Step 4: Relax-to-Python Converter — Verify at Any Compilation Stage #

Both Relax functions and Python functions describe computational graphs. The RelaxToPyFuncConverter converts Relax IR into equivalent PyTorch code by mapping Relax operators to their PyTorch counterparts (e.g., R.nn.relu → F.relu).

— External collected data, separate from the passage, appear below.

//! Frame-coherent mouse state: cursor position, per-frame motion, buttons,
//! and wheel.

use glam::Vec2;
use winit::event::{ElementState, MouseButton, MouseScrollDelta};

/// Roughly one wheel notch worth of pixels on touchpads.
const PIXELS_PER_LINE: f64 = 40.0;

#[derive(Debug, Clone, Copy, Default)]
struct ButtonFrame {
    pressed: bool,
    just_pressed: bool,
    just_released: bool,
}

fn button_index(button: MouseButton) -> Option<usize> {
    match button {
        MouseButton::Left => Some(0),
        MouseButton::Right => Some(1),
        MouseButton::Middle => Some(2),
        _ => None,
    }
}

#[derive(Debug, Clone, Default)]
pub struct MouseState {
    position: Vec2,
    delta: Vec2,
    /// First move after entering the window has no previous position.
    has_position: bool,
    buttons: [ButtonFrame; 3],
    scroll: f32,
}

impl MouseState {
    #[must_use]
    pub fn new() -> Self {
        Self::default()
    }

    pub fn on_cursor_moved(&mut self, x: f64, y: f64) {
        let new_pos = Vec2::new(x as f32, y as f32);
        if self.has_position {
            self.delta += new_pos - self.position;
        }
        self.position = new_pos;
        self.has_position = true;
    }

    pub fn on_cursor_left(&mut self) {
        self.has_position = false;
    }

    /// Back and forward buttons are ignored.
    pub fn on_button(&mut self, button: MouseButton, state: ElementState) {
        let Some(idx) = button_index(button) else {
            return;
        };
        let b = &mut self.buttons[idx];
        match state {
            ElementState::Pressed => {
                b.pressed = true;
                b.just_pressed = true;
            }
            ElementState::Released => {
                b.pressed = false;
                b.just_released = true;
            }
        }
    }

    /// Positive is away from the user (zoom in).
    pub fn on_scroll(&mut self, delta: MouseScrollDelta) {
        self.scroll += match delta {
            MouseScrollDelta::LineDelta(_, y) => y,
            MouseScrollDelta::PixelDelta(pos) => (pos.y / PIXELS_PER_LINE) as f32,
        };
    }

    /// Resets the per-frame delta, scroll, and button edges.
    pub fn clear_transients(&mut self) {
        self.delta = Vec2::ZERO;
        self.scroll = 0.0;
        for b in &mut self.buttons {
            b.just_pressed = false;
            b.just_released = false;
        }
    }

    #[must_use]
    pub fn position(&self) -> Vec2 {
        self.position
    }

    #[must_use]
    pub fn delta(&self) -> Vec2 {
        self.delta
    }

    #[must_use]
    pub fn is_button_pressed(&self, button: MouseButton) -> bool {
        button_index(button).is_some_and(|i| self.buttons[i].pressed)
    }

    #[must_use]
    pub fn just_button_pressed(&self, button: MouseButton) -> bool {
        button_index(button).is_some_and(|i| self.buttons[i].just_pressed)
    }

    #[must_use]
    pub fn just_button_released(&self, button: MouseButton) -> bool {
        button_index(button).is_some_and(|i| self.buttons[i].just_released)
    }

    #[must_use]
    pub fn scroll(&self) -> f32 {
        self.scroll
    }
}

A key feature: this conversion can happen at any stage of compilation. You can convert early (right after import) or late (after optimization passes have transformed the IR), and compare the output against a PyTorch reference to catch bugs.

if RUN_EXAMPLE:
    from tvm.relax.relax_to_pyfunc_converter import RelaxToPyFuncConverter

    # A simple Relax module: matmul + bias + relu (a dense layer)
    @I.ir_module
    class DenseLayer:
        @T.prim_func(s_tir=True)
        def bias_add_tir(var_x: T.handle, var_b: T.handle, var_out: T.handle):
            x = T.match_buffer(var_x, (2, 4), "float32")
            b = T.match_buffer(var_b, (4,), "float32")
            out = T.match_buffer(var_out, (2, 4), "float32")
            for i, j in T.grid(2, 4):
                out[i, j] = x[i, j] + b[j]

        @R.function
        def main(
            x: R.Tensor((2, 4), "float32"),
            w: R.Tensor((4, 4), "float32"),
            b: R.Tensor((4,), "float32"),
        ) -> R.Tensor((2, 4), "float32"):
            h = R.matmul(x, w)
            cls = DenseLayer
            h_bias = R.call_tir(
                cls.bias_add_tir,
                (h, b),
                out_ty=R.Tensor((2, 4), "float32"),
            )
            return R.nn.relu(h_bias)

    # --- Stage 1: Convert BEFORE optimization ---
    converter = RelaxToPyFuncConverter(DenseLayer)
    converted_early = converter.convert(["main"])

    x = torch.randn(2, 4)
    w = torch.randn(4, 4)
    b = torch.randn(4)

    py_result_early = converted_early.pyfuncs["main"](x, w, b)
    expected = F.relu(x @ w + b)

    print("Before optimization:")
    print("  Converted result:", py_result_early)
    print("  PyTorch expected:", expected)
    assert torch.allclose(py_result_early, expected, atol=1e-5)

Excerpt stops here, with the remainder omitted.